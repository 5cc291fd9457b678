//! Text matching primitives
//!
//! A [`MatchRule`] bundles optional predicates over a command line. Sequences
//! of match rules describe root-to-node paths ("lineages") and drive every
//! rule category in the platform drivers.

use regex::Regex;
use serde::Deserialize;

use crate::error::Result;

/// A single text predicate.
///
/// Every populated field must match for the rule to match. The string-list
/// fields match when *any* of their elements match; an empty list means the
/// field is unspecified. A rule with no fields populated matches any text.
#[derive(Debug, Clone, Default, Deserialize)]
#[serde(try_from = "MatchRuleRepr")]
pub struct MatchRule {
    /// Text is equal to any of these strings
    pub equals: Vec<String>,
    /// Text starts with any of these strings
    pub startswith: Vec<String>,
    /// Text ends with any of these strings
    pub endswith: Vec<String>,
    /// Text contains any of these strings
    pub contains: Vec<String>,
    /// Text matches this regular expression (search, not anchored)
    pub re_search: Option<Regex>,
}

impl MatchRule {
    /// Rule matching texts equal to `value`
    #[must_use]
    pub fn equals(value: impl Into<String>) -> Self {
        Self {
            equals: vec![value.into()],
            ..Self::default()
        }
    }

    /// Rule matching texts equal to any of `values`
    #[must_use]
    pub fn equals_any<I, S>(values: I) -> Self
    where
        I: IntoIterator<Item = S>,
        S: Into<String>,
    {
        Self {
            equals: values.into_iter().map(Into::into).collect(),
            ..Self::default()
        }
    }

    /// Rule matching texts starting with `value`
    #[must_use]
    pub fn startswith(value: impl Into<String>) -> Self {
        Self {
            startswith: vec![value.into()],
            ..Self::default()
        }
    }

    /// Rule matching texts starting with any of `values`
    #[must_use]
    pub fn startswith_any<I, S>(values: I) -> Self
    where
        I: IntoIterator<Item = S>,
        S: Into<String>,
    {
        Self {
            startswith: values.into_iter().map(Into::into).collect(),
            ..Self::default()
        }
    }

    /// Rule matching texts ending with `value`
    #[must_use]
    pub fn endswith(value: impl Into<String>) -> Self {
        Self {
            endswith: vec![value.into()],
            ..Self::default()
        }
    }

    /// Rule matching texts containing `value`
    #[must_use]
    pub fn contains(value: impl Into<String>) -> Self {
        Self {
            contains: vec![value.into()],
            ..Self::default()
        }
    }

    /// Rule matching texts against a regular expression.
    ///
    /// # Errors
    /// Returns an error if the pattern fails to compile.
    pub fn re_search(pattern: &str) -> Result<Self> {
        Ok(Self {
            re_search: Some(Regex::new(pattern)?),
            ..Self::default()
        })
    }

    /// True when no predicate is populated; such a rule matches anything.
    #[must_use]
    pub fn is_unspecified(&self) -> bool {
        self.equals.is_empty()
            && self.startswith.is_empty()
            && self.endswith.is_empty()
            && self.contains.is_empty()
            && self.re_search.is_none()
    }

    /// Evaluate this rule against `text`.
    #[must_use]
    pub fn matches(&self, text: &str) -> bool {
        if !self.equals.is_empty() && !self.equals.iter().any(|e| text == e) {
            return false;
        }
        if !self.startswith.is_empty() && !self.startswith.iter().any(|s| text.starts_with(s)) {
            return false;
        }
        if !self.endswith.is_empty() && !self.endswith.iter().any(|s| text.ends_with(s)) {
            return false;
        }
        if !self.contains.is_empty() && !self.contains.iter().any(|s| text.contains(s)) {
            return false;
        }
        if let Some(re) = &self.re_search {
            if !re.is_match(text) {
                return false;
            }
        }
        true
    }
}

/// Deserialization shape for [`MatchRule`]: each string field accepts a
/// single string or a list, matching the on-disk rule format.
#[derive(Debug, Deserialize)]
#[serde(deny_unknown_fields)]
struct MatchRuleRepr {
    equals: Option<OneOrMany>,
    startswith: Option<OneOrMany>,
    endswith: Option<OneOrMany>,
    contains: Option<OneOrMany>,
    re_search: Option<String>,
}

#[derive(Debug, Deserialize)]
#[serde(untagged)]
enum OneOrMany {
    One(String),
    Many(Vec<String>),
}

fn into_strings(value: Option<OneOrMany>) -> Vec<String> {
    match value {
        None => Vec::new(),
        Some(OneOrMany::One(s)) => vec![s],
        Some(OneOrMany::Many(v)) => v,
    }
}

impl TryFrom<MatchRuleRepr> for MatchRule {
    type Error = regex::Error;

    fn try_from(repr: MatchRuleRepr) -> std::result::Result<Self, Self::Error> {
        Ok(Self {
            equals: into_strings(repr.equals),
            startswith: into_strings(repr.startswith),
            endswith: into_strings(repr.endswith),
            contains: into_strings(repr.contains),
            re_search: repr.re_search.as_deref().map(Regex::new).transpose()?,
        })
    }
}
==========
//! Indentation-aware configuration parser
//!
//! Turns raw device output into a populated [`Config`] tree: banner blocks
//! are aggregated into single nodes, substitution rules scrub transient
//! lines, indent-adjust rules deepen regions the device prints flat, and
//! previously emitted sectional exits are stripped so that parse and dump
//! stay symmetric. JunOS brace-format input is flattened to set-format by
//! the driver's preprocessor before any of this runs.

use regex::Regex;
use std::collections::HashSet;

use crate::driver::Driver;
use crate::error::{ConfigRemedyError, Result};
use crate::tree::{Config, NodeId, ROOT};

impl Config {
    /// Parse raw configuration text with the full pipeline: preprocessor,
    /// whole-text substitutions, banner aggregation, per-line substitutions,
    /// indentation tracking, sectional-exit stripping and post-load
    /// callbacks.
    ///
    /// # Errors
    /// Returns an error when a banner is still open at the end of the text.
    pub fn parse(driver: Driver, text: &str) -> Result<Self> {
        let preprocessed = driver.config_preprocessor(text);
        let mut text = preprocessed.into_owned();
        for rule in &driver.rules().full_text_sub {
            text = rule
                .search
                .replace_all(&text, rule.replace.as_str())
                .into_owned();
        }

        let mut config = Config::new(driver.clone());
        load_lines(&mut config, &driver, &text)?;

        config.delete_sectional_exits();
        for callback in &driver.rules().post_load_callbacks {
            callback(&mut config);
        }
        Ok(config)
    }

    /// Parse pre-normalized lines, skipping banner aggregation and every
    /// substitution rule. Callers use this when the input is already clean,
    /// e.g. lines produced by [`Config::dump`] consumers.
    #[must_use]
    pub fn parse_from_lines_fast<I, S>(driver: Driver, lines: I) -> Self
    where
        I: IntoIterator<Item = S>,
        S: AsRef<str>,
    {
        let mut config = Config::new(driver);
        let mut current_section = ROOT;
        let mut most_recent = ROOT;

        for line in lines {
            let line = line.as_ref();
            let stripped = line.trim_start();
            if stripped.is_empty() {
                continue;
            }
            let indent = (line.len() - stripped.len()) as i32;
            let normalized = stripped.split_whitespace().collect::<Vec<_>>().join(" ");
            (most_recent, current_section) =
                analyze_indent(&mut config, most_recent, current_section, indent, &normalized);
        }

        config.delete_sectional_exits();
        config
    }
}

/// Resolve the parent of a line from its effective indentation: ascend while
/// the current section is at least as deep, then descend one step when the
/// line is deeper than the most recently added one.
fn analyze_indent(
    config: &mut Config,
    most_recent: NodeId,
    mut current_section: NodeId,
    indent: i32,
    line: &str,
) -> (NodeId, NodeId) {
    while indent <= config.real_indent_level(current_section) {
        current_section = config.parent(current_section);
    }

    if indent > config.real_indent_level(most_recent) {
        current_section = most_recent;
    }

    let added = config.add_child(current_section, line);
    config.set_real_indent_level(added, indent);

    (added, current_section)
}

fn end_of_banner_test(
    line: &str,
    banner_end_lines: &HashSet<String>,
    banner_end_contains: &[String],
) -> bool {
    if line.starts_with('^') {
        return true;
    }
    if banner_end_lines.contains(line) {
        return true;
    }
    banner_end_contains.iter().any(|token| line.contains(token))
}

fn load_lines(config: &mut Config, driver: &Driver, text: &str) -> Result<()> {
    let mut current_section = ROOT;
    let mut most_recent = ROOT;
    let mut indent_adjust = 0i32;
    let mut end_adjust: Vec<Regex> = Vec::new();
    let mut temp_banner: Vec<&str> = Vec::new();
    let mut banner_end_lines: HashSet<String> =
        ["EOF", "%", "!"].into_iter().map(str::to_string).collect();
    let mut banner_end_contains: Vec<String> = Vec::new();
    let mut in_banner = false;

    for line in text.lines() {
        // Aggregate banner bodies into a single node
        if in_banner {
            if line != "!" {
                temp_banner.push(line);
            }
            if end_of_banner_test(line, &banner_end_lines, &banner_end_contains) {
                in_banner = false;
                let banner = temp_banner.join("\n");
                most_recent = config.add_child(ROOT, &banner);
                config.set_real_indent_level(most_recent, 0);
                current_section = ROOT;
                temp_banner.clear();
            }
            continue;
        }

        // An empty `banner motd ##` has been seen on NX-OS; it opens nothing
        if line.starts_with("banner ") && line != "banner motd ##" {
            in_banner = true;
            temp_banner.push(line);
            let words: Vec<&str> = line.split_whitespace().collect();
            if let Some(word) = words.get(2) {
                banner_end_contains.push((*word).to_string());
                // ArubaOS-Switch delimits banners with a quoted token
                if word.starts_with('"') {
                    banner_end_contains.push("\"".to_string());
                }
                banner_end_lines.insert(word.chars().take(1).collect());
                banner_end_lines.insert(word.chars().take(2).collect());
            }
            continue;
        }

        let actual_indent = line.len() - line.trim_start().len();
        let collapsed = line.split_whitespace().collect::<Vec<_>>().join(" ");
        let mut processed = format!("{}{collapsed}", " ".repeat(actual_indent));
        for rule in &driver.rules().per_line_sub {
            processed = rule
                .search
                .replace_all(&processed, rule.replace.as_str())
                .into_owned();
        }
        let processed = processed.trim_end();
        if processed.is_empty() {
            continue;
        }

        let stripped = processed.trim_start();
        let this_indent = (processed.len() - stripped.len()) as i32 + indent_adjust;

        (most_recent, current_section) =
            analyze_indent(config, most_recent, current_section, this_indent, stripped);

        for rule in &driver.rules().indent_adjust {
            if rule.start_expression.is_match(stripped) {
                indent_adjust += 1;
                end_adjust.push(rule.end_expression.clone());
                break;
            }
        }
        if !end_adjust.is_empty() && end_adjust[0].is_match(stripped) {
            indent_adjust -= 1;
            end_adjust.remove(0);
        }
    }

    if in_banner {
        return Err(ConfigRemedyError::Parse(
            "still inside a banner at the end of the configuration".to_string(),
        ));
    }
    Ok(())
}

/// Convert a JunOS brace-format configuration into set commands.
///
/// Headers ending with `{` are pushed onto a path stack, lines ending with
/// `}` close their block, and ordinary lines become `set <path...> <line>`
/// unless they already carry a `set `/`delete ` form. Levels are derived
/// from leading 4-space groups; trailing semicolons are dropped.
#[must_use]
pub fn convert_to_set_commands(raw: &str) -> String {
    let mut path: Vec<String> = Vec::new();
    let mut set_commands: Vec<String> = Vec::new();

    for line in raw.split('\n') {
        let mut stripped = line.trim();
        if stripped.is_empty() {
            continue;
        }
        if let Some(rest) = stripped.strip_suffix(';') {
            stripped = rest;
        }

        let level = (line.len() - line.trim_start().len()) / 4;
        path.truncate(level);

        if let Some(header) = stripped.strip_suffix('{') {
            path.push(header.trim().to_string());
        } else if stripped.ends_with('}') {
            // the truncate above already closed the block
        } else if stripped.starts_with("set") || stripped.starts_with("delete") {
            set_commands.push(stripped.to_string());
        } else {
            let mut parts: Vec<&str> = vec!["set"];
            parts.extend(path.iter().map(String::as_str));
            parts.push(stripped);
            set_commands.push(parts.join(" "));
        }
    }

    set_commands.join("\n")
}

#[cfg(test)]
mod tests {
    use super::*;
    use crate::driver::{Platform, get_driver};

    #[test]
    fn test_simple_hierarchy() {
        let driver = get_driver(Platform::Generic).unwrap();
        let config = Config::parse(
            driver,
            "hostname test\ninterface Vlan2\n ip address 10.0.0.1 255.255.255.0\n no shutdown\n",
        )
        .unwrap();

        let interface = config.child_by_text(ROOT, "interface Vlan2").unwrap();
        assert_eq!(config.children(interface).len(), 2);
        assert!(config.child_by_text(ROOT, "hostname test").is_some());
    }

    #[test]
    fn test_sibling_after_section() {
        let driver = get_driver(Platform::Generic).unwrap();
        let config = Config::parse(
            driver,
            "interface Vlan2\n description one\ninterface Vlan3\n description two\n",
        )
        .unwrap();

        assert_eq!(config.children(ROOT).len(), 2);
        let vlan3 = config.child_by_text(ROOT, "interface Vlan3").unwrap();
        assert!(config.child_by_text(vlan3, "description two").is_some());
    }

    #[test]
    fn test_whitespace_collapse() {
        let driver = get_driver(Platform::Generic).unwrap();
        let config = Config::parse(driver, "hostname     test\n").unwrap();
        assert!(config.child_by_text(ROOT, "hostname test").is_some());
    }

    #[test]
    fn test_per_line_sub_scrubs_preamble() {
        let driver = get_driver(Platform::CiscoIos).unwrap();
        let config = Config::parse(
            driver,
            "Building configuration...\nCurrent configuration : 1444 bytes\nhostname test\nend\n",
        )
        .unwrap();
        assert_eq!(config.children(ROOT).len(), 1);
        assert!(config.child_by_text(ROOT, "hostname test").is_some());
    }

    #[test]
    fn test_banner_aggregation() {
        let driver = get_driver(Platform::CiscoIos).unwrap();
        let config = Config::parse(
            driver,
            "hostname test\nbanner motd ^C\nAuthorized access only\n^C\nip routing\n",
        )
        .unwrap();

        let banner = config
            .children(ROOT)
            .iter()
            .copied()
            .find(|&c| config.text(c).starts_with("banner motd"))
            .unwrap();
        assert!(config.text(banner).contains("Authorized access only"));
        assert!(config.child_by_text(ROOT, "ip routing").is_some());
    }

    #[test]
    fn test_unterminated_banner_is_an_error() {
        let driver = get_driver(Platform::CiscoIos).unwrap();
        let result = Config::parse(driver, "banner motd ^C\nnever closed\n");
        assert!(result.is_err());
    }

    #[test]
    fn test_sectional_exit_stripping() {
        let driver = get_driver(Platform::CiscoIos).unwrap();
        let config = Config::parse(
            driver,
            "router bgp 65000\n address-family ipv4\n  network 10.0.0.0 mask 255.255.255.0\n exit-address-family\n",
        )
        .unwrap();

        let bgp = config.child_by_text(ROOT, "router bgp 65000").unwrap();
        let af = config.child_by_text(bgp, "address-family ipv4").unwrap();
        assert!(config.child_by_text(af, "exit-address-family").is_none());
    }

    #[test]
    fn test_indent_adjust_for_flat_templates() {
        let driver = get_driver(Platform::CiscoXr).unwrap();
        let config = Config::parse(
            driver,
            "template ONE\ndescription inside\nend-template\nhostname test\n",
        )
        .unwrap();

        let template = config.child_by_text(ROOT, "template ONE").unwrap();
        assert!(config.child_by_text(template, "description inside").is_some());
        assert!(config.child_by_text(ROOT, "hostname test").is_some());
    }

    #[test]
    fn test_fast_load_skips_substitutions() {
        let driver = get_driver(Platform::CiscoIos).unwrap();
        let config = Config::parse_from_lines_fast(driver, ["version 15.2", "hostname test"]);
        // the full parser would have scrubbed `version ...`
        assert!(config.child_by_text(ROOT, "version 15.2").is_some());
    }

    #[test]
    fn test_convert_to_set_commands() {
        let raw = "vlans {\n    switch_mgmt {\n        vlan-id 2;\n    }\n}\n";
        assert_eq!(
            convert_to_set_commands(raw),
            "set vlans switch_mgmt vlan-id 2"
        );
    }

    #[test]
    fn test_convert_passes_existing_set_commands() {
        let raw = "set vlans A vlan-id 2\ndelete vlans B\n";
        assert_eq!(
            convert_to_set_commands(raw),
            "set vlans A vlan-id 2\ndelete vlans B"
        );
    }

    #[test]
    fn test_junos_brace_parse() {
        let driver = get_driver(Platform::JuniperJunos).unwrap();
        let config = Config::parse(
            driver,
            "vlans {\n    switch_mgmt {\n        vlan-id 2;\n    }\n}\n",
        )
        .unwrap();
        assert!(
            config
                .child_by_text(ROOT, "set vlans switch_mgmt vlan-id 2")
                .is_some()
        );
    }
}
==========
* **PROBLEM TO SOLVE**
Send back an exact copy of only the lines from the line with "parse and dump" up to and including the line with "let mut text" in the data above.

* **ANSWER SECTION**
//! previously emitted sectional exits are stripped so that parse and dump
//! stay symmetric. JunOS brace-format input is flattened to set-format by
//! the driver's preprocessor before any of this runs.

use regex::Regex;
use std::collections::HashSet;

use crate::driver::Driver;
use crate::error::{ConfigRemedyError, Result};
use crate::tree::{Config, NodeId, ROOT};

impl Config {
    /// Parse raw configuration text with the full pipeline: preprocessor,
    /// whole-text substitutions, banner aggregation, per-line substitutions,
    /// indentation tracking, sectional-exit stripping and post-load
    /// callbacks.
    ///
    /// # Errors
    /// Returns an error when a banner is still open at the end of the text.
    pub fn parse(driver: Driver, text: &str) -> Result<Self> {
        let preprocessed = driver.config_preprocessor(text);
        let mut text = preprocessed.into_owned();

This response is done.